Plaintiffs simultaneously commenced an action in the Westchester Commercial Division, asserting claims for constructive fraudulent transfer, actual fraudulent transfer, and reverse veil piercing to unwind Nordlicht’s scheme, and seeking a prejudgment order of attachment preventing Defendants from transferring, encumbering, or otherwise affecting title to the properties in New Rochelle and New York City.

Applicable Legal Standards

As Justice Jamieson held, “[t]he law on attachments is well-settled” and Plaintiffs’ burden “is onerous.” The Second Department has explained: “Attachment is a provisional remedy designed to secure a debt by preliminary levy upon the property of the debtor to conserve it for eventual execution, and the courts have strictly construed the attachment statute in favor of those against whom it may be employed.” Hume v. 1 Prospect Park ALF, LLC, 137 A.D.3d 1080, 1081, 28 N.Y.S.3d 125, 126 (2d Dep’t 2016).

“In order to obtain an order of attachment under CPLR 6201(3), the plaintiff must demonstrate that the defendant has or is about to conceal his or her property in one or more of several enumerated ways, and has acted or will act with the intent to defraud his or her creditors, or to frustrate the enforcement of a judgment in favor of the plaintiff.” Mineola Ford Sales Ltd. v.
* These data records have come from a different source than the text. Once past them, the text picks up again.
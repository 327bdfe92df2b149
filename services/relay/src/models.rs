//! Request and response bodies, shared with the OpenAPI document.
//!
//! The wire types live in [`gesture_core::protocol`] so the relay and its
//! callers serialize the same structs.

pub use gesture_core::protocol::{ChatRequest, ErrorBody};

#[cfg(test)]
mod tests {
    use crate::router::ApiDoc;
    use utoipa::OpenApi;

    #[test]
    fn test_schemas_come_from_wire_types() {
        let doc = serde_json::to_value(ApiDoc::openapi()).unwrap();
        let schemas = &doc["components"]["schemas"];
        assert_eq!(schemas["ChatRequest"]["required"], serde_json::json!(["prompt"]));
        assert_eq!(schemas["ErrorBody"]["required"], serde_json::json!(["error"]));
        assert!(schemas.get("ChatPayload").is_none());
    }
}
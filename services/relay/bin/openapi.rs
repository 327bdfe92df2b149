use gesture_relay::router::ApiDoc;
use utoipa::OpenApi;

/// Generates the OpenAPI specification and writes it to a file.
fn generate_spec(
    api_doc: utoipa::openapi::OpenApi,
    path: &str,
) -> Result<(), Box<dyn std::error::Error>> {
    let spec_json = api_doc.to_pretty_json()?;
    std::fs::write(path, spec_json)?;
    Ok(())
}

fn main() -> Result<(), Box<dyn std::error::Error>> {
    let path = std::env::args().nth(1).unwrap_or_else(|| "openapi.json".to_string());
    generate_spec(ApiDoc::openapi(), &path)?;
    Ok(())
}
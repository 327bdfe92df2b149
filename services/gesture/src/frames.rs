//! Newline-delimited JSON frame input.
//!
//! Each line is one detector frame:
//! `{"timestamp_ms": 1234, "landmarks": [[x, y, z], ...]}`. A frame with
//! `"landmarks": null` (or no landmarks key) means no hand was detected.

use crate::sink::ConsoleSink;
use anyhow::Result;
use gesture_core::{
    ContextSource, Dispatched, GesturePipeline, LandmarkSet, SessionHandle, SessionOutcome,
};
use serde::Deserialize;
use std::io::Write;
use std::time::{Duration, Instant};
use tokio::io::{AsyncBufRead, AsyncBufReadExt};
use tracing::{debug, info, warn};

#[derive(Debug, Deserialize)]
pub struct HandFrame {
    /// Capture time relative to the start of the feed. Frames without one are
    /// stamped on arrival.
    #[serde(default)]
    pub timestamp_ms: Option<u64>,
    #[serde(default)]
    pub landmarks: Option<LandmarkSet>,
}

#[derive(Debug, Default)]
pub struct RunSummary {
    pub frames: usize,
    pub skipped: usize,
    pub fired: usize,
    /// Highest hold progress seen on any frame, from 0 to 1.
    pub peak_progress: f32,
    /// Outcome of the last session started, awaited at end of input.
    pub last_outcome: Option<SessionOutcome>,
}

/// Feeds every frame read from `reader` through the pipeline until EOF, then
/// waits for whichever session is still streaming.
pub async fn run_frames<R, C, W>(
    reader: R,
    pipeline: &mut GesturePipeline<C>,
    console: &ConsoleSink<W>,
    base: Instant,
) -> Result<RunSummary>
where
    R: AsyncBufRead + Unpin,
    C: ContextSource,
    W: Write + Send,
{
    let mut summary = RunSummary::default();
    let mut last_session: Option<SessionHandle> = None;
    let mut lines = reader.lines();

    while let Some(line) = lines.next_line().await? {
        if line.trim().is_empty() {
            continue;
        }
        let frame: HandFrame = match serde_json::from_str(&line) {
            Ok(frame) => frame,
            Err(e) => {
                warn!(error = %e, "Skipping malformed frame");
                summary.skipped += 1;
                continue;
            }
        };
        summary.frames += 1;

        let now = frame
            .timestamp_ms
            .map(|ms| base + Duration::from_millis(ms))
            .unwrap_or_else(Instant::now);
        let report = pipeline.process_frame(frame.landmarks.as_ref(), now);
        if let (Some(gesture), None) = (report.gesture, report.fired) {
            debug!(%gesture, progress = report.progress, "Holding");
        }
        summary.peak_progress = summary.peak_progress.max(report.progress);

        let Some(gesture) = report.fired else {
            continue;
        };
        summary.fired += 1;
        match report.dispatched {
            Some(Dispatched::Started(handle)) => {
                console.activity(&format!("✋ {} → {}", gesture, handle.action()));
                last_session = Some(handle);
            }
            Some(Dispatched::Stopped { cancelled }) => {
                console.activity(&format!("✋ {} → stop", gesture));
                debug!(?cancelled, "Stop gesture handled");
                last_session = None;
            }
            None => console.activity(&format!("✋ {} (no command)", gesture)),
        }
    }

    if let Some(handle) = last_session {
        info!(session_id = %handle.id(), "Input ended; waiting for live session");
        summary.last_outcome = Some(handle.outcome().await?);
    }
    Ok(summary)
}
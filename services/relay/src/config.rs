use std::net::SocketAddr;
use tracing::Level;

pub const DEFAULT_UPSTREAM_URL: &str = "https://openrouter.ai/api/v1/chat/completions";
pub const DEFAULT_CHAT_MODEL: &str = "google/gemini-2.5-flash";
pub const DEFAULT_MAX_TOKENS: u32 = 1024;
pub const DEFAULT_REFERER: &str = "https://gesturedispatch.dev";
pub const DEFAULT_TITLE: &str = "GestureDispatch";

/// A custom error type for configuration loading failures.
#[derive(Debug, thiserror::Error)]
pub enum ConfigError {
    #[error("Missing environment variable: {0}")]
    MissingVar(String),
    #[error("Invalid value for environment variable {0}: {1}")]
    InvalidValue(String, String),
}

/// Holds all configuration loaded from the environment at startup.
#[derive(Clone, Debug)]
pub struct Config {
    pub bind_address: SocketAddr,
    /// Absence is not fatal at startup; each request reports it instead.
    pub api_key: Option<String>,
    pub upstream_url: String,
    pub chat_model: String,
    pub max_tokens: u32,
    pub log_level: Level,
    pub app_referer: String,
    pub app_title: String,
}

impl Default for Config {
    fn default() -> Self {
        Self {
            bind_address: SocketAddr::from(([0, 0, 0, 0], 3000)),
            api_key: None,
            upstream_url: DEFAULT_UPSTREAM_URL.to_string(),
            chat_model: DEFAULT_CHAT_MODEL.to_string(),
            max_tokens: DEFAULT_MAX_TOKENS,
            log_level: Level::INFO,
            app_referer: DEFAULT_REFERER.to_string(),
            app_title: DEFAULT_TITLE.to_string(),
        }
    }
}

impl Config {
    /// Loads configuration from environment variables.
    pub fn from_env() -> Result<Self, ConfigError> {
        // Only load from .env in non-test mode to avoid contamination
        if !cfg!(test) {
            dotenvy::dotenv().ok();
        }

        let bind_address_str =
            std::env::var("BIND_ADDRESS").unwrap_or_else(|_| "0.0.0.0:3000".to_string());
        let bind_address = bind_address_str
            .parse::<SocketAddr>()
            .map_err(|e| ConfigError::InvalidValue("BIND_ADDRESS".to_string(), e.to_string()))?;

        let api_key = std::env::var("OPENROUTER_API_KEY")
            .ok()
            .filter(|k| !k.is_empty());

        let upstream_url =
            std::env::var("UPSTREAM_URL").unwrap_or_else(|_| DEFAULT_UPSTREAM_URL.to_string());
        if upstream_url.is_empty() {
            return Err(ConfigError::MissingVar("UPSTREAM_URL".to_string()));
        }

        let chat_model =
            std::env::var("CHAT_MODEL").unwrap_or_else(|_| DEFAULT_CHAT_MODEL.to_string());

        let max_tokens = match std::env::var("MAX_TOKENS") {
            Ok(raw) => raw.parse::<u32>().map_err(|e| {
                ConfigError::InvalidValue("MAX_TOKENS".to_string(), e.to_string())
            })?,
            Err(_) => DEFAULT_MAX_TOKENS,
        };

        let log_level_str = std::env::var("RUST_LOG").unwrap_or_else(|_| "INFO".to_string());
        let log_level = log_level_str.parse::<Level>().map_err(|_| {
            ConfigError::InvalidValue(
                "RUST_LOG".to_string(),
                format!("'{}' is not a valid log level", log_level_str),
            )
        })?;

        let app_referer =
            std::env::var("APP_REFERER").unwrap_or_else(|_| DEFAULT_REFERER.to_string());
        let app_title = std::env::var("APP_TITLE").unwrap_or_else(|_| DEFAULT_TITLE.to_string());

        Ok(Self {
            bind_address,
            api_key,
            upstream_url,
            chat_model,
            max_tokens,
            log_level,
            app_referer,
            app_title,
        })
    }
}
Rapp, 242 A.D.2d 371, 371, 661 N.Y.S.2d 281, 282 (2d Dep’t 1997) (citations omitted).

Further, “[t]he moving papers must contain evidentiary facts – as opposed to conclusions – proving the fraud.” Id. “In addition to proving fraudulent intent, plaintiffs must also show probable success on the merits of the underlying action ….” Id. (citations omitted). Finally, “the movant must show that the amount demanded from the defendant exceeds all counterclaims known to the plaintiff. Reed Smith LLP v. LEED HR, LLC, 156 A.D.3d 420, 420, 67 N.Y.S.3d 9 (1st Dep’t 2017).

Application

Plaintiffs argued that Nordlicht strategically disposed of substantially all of his assets by placing them beyond the reach of his creditors under the names of his wife, various LLCs, trusts, overseas entities and other shell entities. They explained Nordlicht’s modus operandi for disclaiming legal ownership of his assets while still exercising control:

“Mr. Nordlicht has arranged his affairs to transfer and keep assets out of his name and to avoid being held accountable to creditors. To carry out this scheme, Mr. Nordlicht has adopted a specific modus operandi in his financial arrangements. First, Mr. Nordlicht organizes a shell company with his wife, Ms. Kalter, having nominal ownership and control. Second, notwithstanding his ownership in name, Mr. Nordlicht in fact controls and dominates the shell company, directing or participating in substantially all financial decisions for it. Third, any funds or interests in the shell company are extracted to accounts held by Ms. Kalter or another closely affiliated party, such as a family-owned LLC or trust.”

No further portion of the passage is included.